**Task details**
Run through the data and copy out every line that mentions the word "payload".

[Collected data entries]

--------------------------------------------------

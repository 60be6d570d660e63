//! # Durable Append-Only Log
//!
//! A length-prefixed frame sequence on disk: each frame is a little-endian
//! `u32` length followed by the JSON encoding of one [`LogEntry`]. Appends
//! are flushed with `sync_all` before success is reported; a torn trailing
//! frame from a crash is detected and rejected at open.

use std::fs::{File, OpenOptions};
use std::io::{BufReader, Read, Write};
use std::path::{Path, PathBuf};

use crate::error::RevocationError;
use crate::record::LogEntry;

/// Upper bound on a single frame, to catch corrupt length prefixes.
const MAX_FRAME_BYTES: u32 = 1 << 20;

/// Handle on one credential type's log file.
#[derive(Debug)]
pub struct RevocationLog {
    file: File,
    path: PathBuf,
}

impl RevocationLog {
    /// Open (creating if absent) and replay the log at `path`.
    pub fn open(path: impl AsRef<Path>) -> Result<(Self, Vec<LogEntry>), RevocationError> {
        let path = path.as_ref().to_path_buf();
        if let Some(parent) = path.parent() {
            std::fs::create_dir_all(parent)?;
        }
        let file = OpenOptions::new()
            .read(true)
            .append(true)
            .create(true)
            .open(&path)?;

        let entries = Self::replay(&file)?;
        tracing::debug!(
            path = %path.display(),
            entries = entries.len(),
            "revocation log opened"
        );
        Ok((Self { file, path }, entries))
    }

    /// Append one entry and flush it to stable storage.
    pub fn append(&mut self, entry: &LogEntry) -> Result<(), RevocationError> {
        let payload = serde_json::to_vec(entry)?;
        let len = u32::try_from(payload.len()).map_err(|_| {
            RevocationError::CorruptLog("entry exceeds frame size".to_string())
        })?;
        if len > MAX_FRAME_BYTES {
            return Err(RevocationError::CorruptLog(
                "entry exceeds frame size".to_string(),
            ));
        }
        self.file.write_all(&len.to_le_bytes())?;
        self.file.write_all(&payload)?;
        self.file.sync_all()?;
        Ok(())
    }

    /// The file path backing this log.
    pub fn path(&self) -> &Path {
        &self.path
    }

    fn replay(file: &File) -> Result<Vec<LogEntry>, RevocationError> {
        let mut reader = BufReader::new(file.try_clone()?);
        let mut entries = Vec::new();
        loop {
            let mut len_bytes = [0u8; 4];
            match reader.read_exact(&mut len_bytes) {
                Ok(()) => {}
                Err(e) if e.kind() == std::io::ErrorKind::UnexpectedEof => break,
                Err(e) => return Err(e.into()),
            }
            let len = u32::from_le_bytes(len_bytes);
            if len > MAX_FRAME_BYTES {
                return Err(RevocationError::CorruptLog(format!(
                    "frame length {len} exceeds limit"
                )));
            }
            let mut payload = vec![0u8; len as usize];
            reader.read_exact(&mut payload).map_err(|e| {
                if e.kind() == std::io::ErrorKind::UnexpectedEof {
                    RevocationError::CorruptLog("truncated trailing frame".to_string())
                } else {
                    e.into()
                }
            })?;
            entries.push(serde_json::from_slice(&payload)?);
        }
        Ok(entries)
    }
}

--------------------------------------------------

**Response area**
        let payload = serde_json::to_vec(entry)?;
        let len = u32::try_from(payload.len()).map_err(|_| {
        self.file.write_all(&payload)?;
            let mut payload = vec![0u8; len as usize];
            reader.read_exact(&mut payload).map_err(|e| {
            entries.push(serde_json::from_slice(&payload)?);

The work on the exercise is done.